Harry Bamber was known in Leduc as "The Picture man." Harry recorded life in Leduc and surrounding community for six decades. He provided the community with a pictoral history of it's residents, their lives, their activities and the growth of the community. During his life he took over 10,000 photos. Courtsey of The Provincial Museum of Alberta, a vast number of his photos can be viewed at the Dr. Woods House Museum. Harry ran his business with the help of his wife Alinda who he affectionately called his "Right Hand Man" and his daughter Martha. Harry died in 1971 at 85 years old and Alinda in 1989 at 95 years of age. Martha continued to run the photography business until 1977. After she closed the business she made sure The Woods Museum got Harry's Eastman Kodak Century 21 glass plate camera.
Come see Harry's camera plus others in our collection and Harry's photos.

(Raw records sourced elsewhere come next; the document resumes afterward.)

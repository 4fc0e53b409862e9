//! Tournament state, Phase, and TournamentError.

use crate::config::TournamentSettings;
use crate::models::candidate::{CandidateName, CandidateRecord};
use crate::models::game::{Group, PairKey};
use crate::models::undo::{TransitionSnapshot, UndoRecord};
use serde::{Deserialize, Serialize};
use std::collections::{BTreeMap, BTreeSet};

/// Errors that can occur during tournament operations.
#[derive(Clone, Debug, Eq, PartialEq)]
pub enum TournamentError {
    /// Fewer than two distinct candidate names.
    NotEnoughCandidates,
    /// The operation is not allowed in this phase.
    InvalidPhase(Phase),
    /// A result was submitted while no match is awaiting one.
    NoCurrentMatch,
    /// The named winner is not part of the current match.
    WinnerNotInMatch(CandidateName),
    /// A named loser is not part of the current match.
    LoserNotInMatch(CandidateName),
    /// Winner plus losers do not cover the current match exactly.
    LosersMismatch,
    /// The same name appears twice in one result.
    DuplicateParticipant(CandidateName),
    /// Unknown candidate name.
    CandidateNotFound(CandidateName),
    /// No result is pending, so there is nothing to undo.
    NothingToUndo,
}

impl std::fmt::Display for TournamentError {
    fn fmt(&self, f: &mut std::fmt::Formatter<'_>) -> std::fmt::Result {
        match self {
            TournamentError::NotEnoughCandidates => write!(f, "Need at least 2 distinct candidates"),
            TournamentError::InvalidPhase(phase) => write!(f, "Not allowed in the {} phase", phase),
            TournamentError::NoCurrentMatch => write!(f, "No match is awaiting a result"),
            TournamentError::WinnerNotInMatch(name) => {
                write!(f, "Winner {} is not in the current match", name)
            }
            TournamentError::LoserNotInMatch(name) => {
                write!(f, "Loser {} is not in the current match", name)
            }
            TournamentError::LosersMismatch => {
                write!(f, "Winner and losers must cover the current match exactly")
            }
            TournamentError::DuplicateParticipant(name) => {
                write!(f, "{} appears more than once in the result", name)
            }
            TournamentError::CandidateNotFound(name) => write!(f, "Candidate {} not found", name),
            TournamentError::NothingToUndo => write!(f, "Nothing to undo"),
        }
    }
}

impl std::error::Error for TournamentError {}

/// Coarse stage of the tournament. Ordered; only undo moves it backward.
#[derive(Clone, Copy, Debug, Default, Eq, Ord, PartialEq, PartialOrd, Serialize, Deserialize)]
#[serde(rename_all = "snake_case")]
pub enum Phase {
    /// Every active candidate is seen in groups of 4.
    #[default]
    Coverage,
    /// One round of groups of 3 among similarly rated survivors.
    Refinement,
    /// 1v1 duels among the finalists.
    Swiss,
    Finished,
}

impl Phase {
    /// Coverage and Refinement are played in groups.
    pub fn is_group_phase(self) -> bool {
        matches!(self, Phase::Coverage | Phase::Refinement)
    }
}

impl std::fmt::Display for Phase {
    fn fmt(&self, f: &mut std::fmt::Formatter<'_>) -> std::fmt::Result {
        let name = match self {
            Phase::Coverage => "coverage",
            Phase::Refinement => "refinement",
            Phase::Swiss => "swiss",
            Phase::Finished => "finished",
        };
        f.write_str(name)
    }
}

/// Full session state. Operations take it by reference and return a new value.
#[derive(Clone, Debug, PartialEq, Serialize, Deserialize)]
pub struct Tournament {
    pub phase: Phase,
    pub seed: u64,
    /// Results applied over the whole run (display only).
    #[serde(default)]
    pub round_counter: u32,
    /// 0-indexed round within the current phase.
    pub phase_round: u32,
    /// Every candidate that entered, keyed by name.
    pub candidates: BTreeMap<CandidateName, CandidateRecord>,
    /// Active candidates.
    pub pool: Vec<CandidateName>,
    /// Candidates playing in the current phase.
    pub phase_pool: Vec<CandidateName>,
    pub current_groups: Vec<Group>,
    pub groups_completed: usize,
    pub groups_total: usize,
    /// Duels already played (Swiss only).
    #[serde(default)]
    pub matches_played: BTreeSet<PairKey>,
    /// Match awaiting a result.
    pub current_match: Option<Group>,
    #[serde(default)]
    pub last_result: Option<UndoRecord>,
    #[serde(default)]
    pub settings: TournamentSettings,
}

impl Tournament {
    /// Empty state before any groups are built.
    pub(crate) fn blank(
        candidates: BTreeMap<CandidateName, CandidateRecord>,
        pool: Vec<CandidateName>,
        seed: u64,
        settings: TournamentSettings,
    ) -> Self {
        Self {
            phase: Phase::Coverage,
            seed,
            round_counter: 0,
            phase_round: 0,
            candidates,
            phase_pool: pool.clone(),
            pool,
            current_groups: Vec::new(),
            groups_completed: 0,
            groups_total: 0,
            matches_played: BTreeSet::new(),
            current_match: None,
            last_result: None,
            settings,
        }
    }

    pub fn record(&self, name: &str) -> Option<&CandidateRecord> {
        self.candidates.get(name)
    }

    pub fn record_mut(&mut self, name: &str) -> Result<&mut CandidateRecord, TournamentError> {
        self.candidates
            .get_mut(name)
            .ok_or_else(|| TournamentError::CandidateNotFound(name.to_owned()))
    }

    /// Current rating, or the initial rating for an unknown name.
    pub fn rating(&self, name: &str) -> i32 {
        self.record(name)
            .map(|r| r.rating)
            .unwrap_or(self.settings.initial_rating)
    }

    /// Capture the fields a transition is about to overwrite.
    pub fn snapshot(&self) -> TransitionSnapshot {
        TransitionSnapshot {
            phase: self.phase,
            pool: self.pool.clone(),
            phase_pool: self.phase_pool.clone(),
            groups: self.current_groups.clone(),
            groups_total: self.groups_total,
            phase_round: self.phase_round,
            matches_played: self.matches_played.clone(),
        }
    }

    /// Restore the fields captured by `snapshot`.
    pub fn restore(&mut self, snap: &TransitionSnapshot) {
        self.phase = snap.phase;
        self.pool = snap.pool.clone();
        self.phase_pool = snap.phase_pool.clone();
        self.current_groups = snap.groups.clone();
        self.groups_total = snap.groups_total;
        self.phase_round = snap.phase_round;
        self.matches_played = snap.matches_played.clone();
    }

    /// Replace the current round's groups and reset progress.
    pub(crate) fn install_groups(&mut self, groups: Vec<Group>) {
        self.groups_total = groups.len();
        self.groups_completed = 0;
        self.current_groups = groups;
        self.current_match = None;
    }
}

In 1908 two brothers Robert Craig Hupp and his brother Louis started the Hupp Motor Car Company of Detroit.. Robert was an engineer who had reviously worked for Oldsmobile and Ford. By 1909 they produced their first car a Model 20 Runabout. They kept improving their cars and in 1929 they came out with a luxury vehicle which was described as "A four door sedan of generous proportions and powered by six cylinders." The Hupmobile Six as it was called was completely enclosed with roof and glass windows protecting it's passengers from wind, dust and some cold. It was made of new composite steel and wood body construction with slender pillars where the windshield and doors met. This made for improved visibility over prvious cars and previous blindspots were visibly reduced. The 47 inch wide seats were of either hand crushed leather or velour and there was ample leg room. The exterior paint was called Duco and came in either two toned blue/green or two toned grey. It all made for a handsome appearance.
The first automobile came to Leduc in 1915. It was a convertible purchased by Mr William Taylor, who was the train station agent. Then in 1929 Mr. Taylor purchased a Hupmobile Six and sometime around that time Dr Robert Woods did the same. Having an enclosed vehicle to do his patient visits in had be be a huge improvement. Previously he must have spent many cold trips bundled in his Buffalo coat to keep him warm in either his carriage or a sleigh in winter pulled by his horse. Now he could visit his patients in style.